• [Records to use]:
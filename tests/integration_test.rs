use anyhow::Result;
use async_trait::async_trait;
use brand_normalizer::app::NormalizeUseCase;
use brand_normalizer::config::Config;
use brand_normalizer::error::{BrandError, ReplaceStage, StoreError, StoreResult};
use brand_normalizer::pipeline::clock::FixedClock;
use brand_normalizer::pipeline::processing::replace::{DatasetReplacer, ReplaceStrategy};
use brand_normalizer::storage::{DocumentStore, InMemoryStore, JsonFileStore, StagedDataset};
use brand_normalizer::{CanonicalBrand, Document};
use chrono::{TimeZone, Utc};
use serde_json::{json, Value};
use std::sync::Arc;
use tempfile::tempdir;

fn doc(value: Value) -> Document {
    value.as_object().cloned().unwrap()
}

fn clock() -> Arc<FixedClock> {
    Arc::new(FixedClock::new(Utc.with_ymd_and_hms(2024, 9, 1, 0, 0, 0).unwrap()))
}

fn raw_dataset() -> Vec<Document> {
    vec![
        doc(json!({
            "_id": "65a1", "__v": 0,
            "brandName": "Northwind", "yearFounded": "1850", "yearCreated": 1700,
            "headquarters": "Seattle, USA", "numberOfLocations": 42,
            "createdAt": "2024-01-01T00:00:00Z", "updatedAt": "2024-02-01T00:00:00Z"
        })),
        doc(json!({
            "brand": { "name": "Contoso" }, "yearFounded": 1500, "yearCreated": "1900",
            "hqAddress": "Redmond, USA", "numberOfLocations": "not-a-number"
        })),
        doc(json!({
            "brandName": "Fabrikam", "yearsFounded": "2099",
            "headquarters": "Berlin, Germany", "numberOfLocations": "seven"
        })),
    ]
}

#[tokio::test]
async fn normalize_run_over_json_file_store() -> Result<()> {
    let dir = tempdir()?;
    let path = dir.path().join("brands.json");
    let store = Arc::new(JsonFileStore::new(&path));
    store.insert_many(raw_dataset()).await?;

    let use_case = NormalizeUseCase::with_clock(&Config::default(), store.clone(), clock());
    let output = use_case.run().await?;

    assert_eq!(output.report.read, 3);
    assert_eq!(output.report.emitted, 3);
    assert_eq!(output.report.commit.strategy, ReplaceStrategy::StagedSwap);

    let stored = store.read_all().await?;
    assert_eq!(
        stored,
        vec![
            doc(json!({
                "brandName": "Northwind", "yearFounded": 1850, "headquarters": "Seattle, USA",
                "numberOfLocations": 42,
                "createdAt": "2024-01-01T00:00:00Z", "updatedAt": "2024-02-01T00:00:00Z"
            })),
            doc(json!({
                "brandName": "Contoso", "yearFounded": 1900, "headquarters": "Redmond, USA",
                "numberOfLocations": 1
            })),
            doc(json!({
                "brandName": "Fabrikam", "yearFounded": 1600, "headquarters": "Berlin, Germany",
                "numberOfLocations": 1
            })),
        ]
    );

    // Only the dataset file remains; staging was renamed into place
    assert_eq!(std::fs::read_dir(dir.path())?.count(), 1);
    Ok(())
}

#[tokio::test]
async fn replace_then_read_yields_exactly_the_new_records() -> Result<()> {
    for strategy in [ReplaceStrategy::StagedSwap, ReplaceStrategy::ClearThenInsert] {
        let store = InMemoryStore::with_documents(raw_dataset());
        let records: Vec<CanonicalBrand> = vec![serde_json::from_value(json!({
            "brandName": "Only", "yearFounded": 2000, "headquarters": "Here", "numberOfLocations": 2
        }))?];

        let commit = DatasetReplacer::new(strategy)
            .replace_dataset(&store, &records)
            .await?;
        assert_eq!(commit.written, 1);
        assert_eq!(commit.replaced, 3);
        assert_eq!(store.read_all().await?, vec![records[0].to_document()]);
    }
    Ok(())
}

/// Wraps an in-memory store and fails one replace step on purpose.
struct FlakyStore {
    inner: InMemoryStore,
    fail_at: ReplaceStage,
}

fn injected() -> StoreError {
    StoreError::Unavailable {
        message: "injected failure".to_string(),
    }
}

#[async_trait]
impl DocumentStore for FlakyStore {
    async fn read_all(&self) -> StoreResult<Vec<Document>> {
        self.inner.read_all().await
    }

    async fn count(&self) -> StoreResult<usize> {
        self.inner.count().await
    }

    async fn clear(&self) -> StoreResult<usize> {
        if self.fail_at == ReplaceStage::Clear {
            return Err(injected());
        }
        self.inner.clear().await
    }

    async fn insert_many(&self, mut documents: Vec<Document>) -> StoreResult<usize> {
        if self.fail_at == ReplaceStage::Insert {
            // Write half, then fail: the partial state clear-then-insert can leave behind
            documents.truncate(documents.len() / 2);
            self.inner.insert_many(documents).await?;
            return Err(injected());
        }
        self.inner.insert_many(documents).await
    }

    async fn stage(&self, documents: Vec<Document>) -> StoreResult<Box<dyn StagedDataset>> {
        if self.fail_at == ReplaceStage::Stage {
            return Err(injected());
        }
        let staged = self.inner.stage(documents).await?;
        if self.fail_at == ReplaceStage::Swap {
            return Ok(Box::new(FailingSwap { staged }));
        }
        Ok(staged)
    }
}

struct FailingSwap {
    staged: Box<dyn StagedDataset>,
}

#[async_trait]
impl StagedDataset for FailingSwap {
    fn len(&self) -> usize {
        self.staged.len()
    }

    async fn swap_in(self: Box<Self>) -> StoreResult<usize> {
        Err(injected())
    }
}

async fn run_with_failure(
    strategy: ReplaceStrategy,
    fail_at: ReplaceStage,
) -> (BrandError, Vec<Document>) {
    let store = Arc::new(FlakyStore {
        inner: InMemoryStore::with_documents(raw_dataset()),
        fail_at,
    });
    let mut config = Config::default();
    config.replace.strategy = strategy;
    let use_case = NormalizeUseCase::with_clock(&config, store.clone(), clock());

    let err = use_case.run().await.unwrap_err();
    let remaining = store.read_all().await.unwrap();
    (err, remaining)
}

fn failed_stage(err: &BrandError) -> Option<ReplaceStage> {
    match err {
        BrandError::Replace(replace) => Some(replace.stage),
        _ => None,
    }
}

#[tokio::test]
async fn staged_failures_report_stage_and_keep_prior_dataset() {
    for stage in [ReplaceStage::Stage, ReplaceStage::Swap] {
        let (err, remaining) = run_with_failure(ReplaceStrategy::StagedSwap, stage).await;
        assert_eq!(failed_stage(&err), Some(stage));
        assert_eq!(remaining, raw_dataset());
    }
}

#[tokio::test]
async fn clear_failure_is_reported_as_clear_stage() {
    let (err, remaining) =
        run_with_failure(ReplaceStrategy::ClearThenInsert, ReplaceStage::Clear).await;
    assert_eq!(failed_stage(&err), Some(ReplaceStage::Clear));
    assert_eq!(remaining, raw_dataset());
}

#[tokio::test]
async fn insert_failure_is_reported_and_can_leave_partial_dataset() {
    let (err, remaining) =
        run_with_failure(ReplaceStrategy::ClearThenInsert, ReplaceStage::Insert).await;
    assert_eq!(failed_stage(&err), Some(ReplaceStage::Insert));
    assert!(err.to_string().contains("insert stage"));
    assert_eq!(remaining.len(), 1);
}

#[tokio::test]
async fn concurrent_runs_do_not_interleave() -> Result<()> {
    let store = Arc::new(InMemoryStore::with_documents(raw_dataset()));
    let mut config = Config::default();
    config.replace.strategy = ReplaceStrategy::ClearThenInsert;
    let use_case = Arc::new(NormalizeUseCase::with_clock(&config, store.clone(), clock()));

    let handles: Vec<_> = (0..8)
        .map(|_| {
            let uc = use_case.clone();
            tokio::spawn(async move { uc.run().await })
        })
        .collect();
    for handle in handles {
        handle.await??;
    }

    assert_eq!(store.count().await?, 3);
    Ok(())
}
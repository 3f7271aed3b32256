//! Loose-to-strict value conversion. Nothing here fails loudly: callers get a
//! `ConversionFailure` describing what was found and fall back to a default.

use serde_json::Value;
use std::fmt;

/// A value could not be read as the requested type.
#[derive(Debug, Clone, Copy, PartialEq, Eq)]
pub struct ConversionFailure {
    pub found: ValueKind,
}

impl fmt::Display for ConversionFailure {
    fn fmt(&self, f: &mut fmt::Formatter<'_>) -> fmt::Result {
        write!(f, "cannot convert {} to an integer", self.found)
    }
}

#[derive(Debug, Clone, Copy, PartialEq, Eq)]
pub enum ValueKind {
    Text,
    Number,
    Boolean,
    Object,
    Array,
    Null,
}

impl ValueKind {
    pub fn of(value: &Value) -> Self {
        match value {
            Value::String(_) => ValueKind::Text,
            Value::Number(_) => ValueKind::Number,
            Value::Bool(_) => ValueKind::Boolean,
            Value::Object(_) => ValueKind::Object,
            Value::Array(_) => ValueKind::Array,
            Value::Null => ValueKind::Null,
        }
    }

    pub fn as_str(&self) -> &'static str {
        match self {
            ValueKind::Text => "text",
            ValueKind::Number => "number",
            ValueKind::Boolean => "boolean",
            ValueKind::Object => "object",
            ValueKind::Array => "array",
            ValueKind::Null => "null",
        }
    }
}

impl fmt::Display for ValueKind {
    fn fmt(&self, f: &mut fmt::Formatter<'_>) -> fmt::Result {
        f.write_str(self.as_str())
    }
}

/// Convert a JSON value to an integer.
///
/// Integers pass through. Finite floats truncate toward zero. Text must hold a
/// base-10 integer, optionally signed and padded with whitespace, so `"1850"`
/// converts but `"1850.5"` and `"abc"` do not. Booleans, objects, arrays and
/// null are failures.
pub fn coerce_int(value: &Value) -> Result<i64, ConversionFailure> {
    let failure = || ConversionFailure {
        found: ValueKind::of(value),
    };

    match value {
        Value::Number(n) => match n.as_i64() {
            Some(i) => Ok(i),
            None => n.as_f64().and_then(truncate_float).ok_or_else(failure),
        },
        Value::String(s) => s.trim().parse::<i64>().map_err(|_| failure()),
        _ => Err(failure()),
    }
}

fn truncate_float(f: f64) -> Option<i64> {
    if !f.is_finite() {
        return None;
    }
    let truncated = f.trunc();
    // i64::MAX is not exactly representable; the cast below saturates, so bound first
    if truncated >= i64::MIN as f64 && truncated < i64::MAX as f64 {
        Some(truncated as i64)
    } else {
        None
    }
}

/// Read a value as display text. Strings are trimmed and must be non-empty;
/// numbers and booleans are rendered; objects, arrays and null yield nothing.
pub fn coerce_text(value: &Value) -> Option<String> {
    match value {
        Value::String(s) => {
            let trimmed = s.trim();
            if trimmed.is_empty() {
                None
            } else {
                Some(trimmed.to_string())
            }
        }
        Value::Number(n) => Some(n.to_string()),
        Value::Bool(b) => Some(b.to_string()),
        _ => None,
    }
}

/// Inclusive integer range
#[derive(Debug, Clone, Copy, PartialEq, Eq)]
pub struct Bounds {
    pub min: i64,
    pub max: i64,
}

impl Bounds {
    pub fn new(min: i64, max: i64) -> Self {
        Self { min, max }
    }

    pub fn at_least(min: i64) -> Self {
        Self { min, max: i64::MAX }
    }

    pub fn contains(&self, value: i64) -> bool {
        value >= self.min && value <= self.max
    }
}

impl fmt::Display for Bounds {
    fn fmt(&self, f: &mut fmt::Formatter<'_>) -> fmt::Result {
        if self.max == i64::MAX {
            write!(f, "[{}, ∞)", self.min)
        } else {
            write!(f, "[{}, {}]", self.min, self.max)
        }
    }
}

• [Problem statement]: Take the lines from the first line of the records through the line holding "use brand_normalizer::pipeline::clock::FixedClock;", both included, and please reproduce them exactly with nothing added.

• [Result for this exercise]:
filename tests/integration_test.rs
use anyhow::Result;
use async_trait::async_trait;
use brand_normalizer::app::NormalizeUseCase;
use brand_normalizer::config::Config;
use brand_normalizer::error::{BrandError, ReplaceStage, StoreError, StoreResult};
use brand_normalizer::pipeline::clock::FixedClock;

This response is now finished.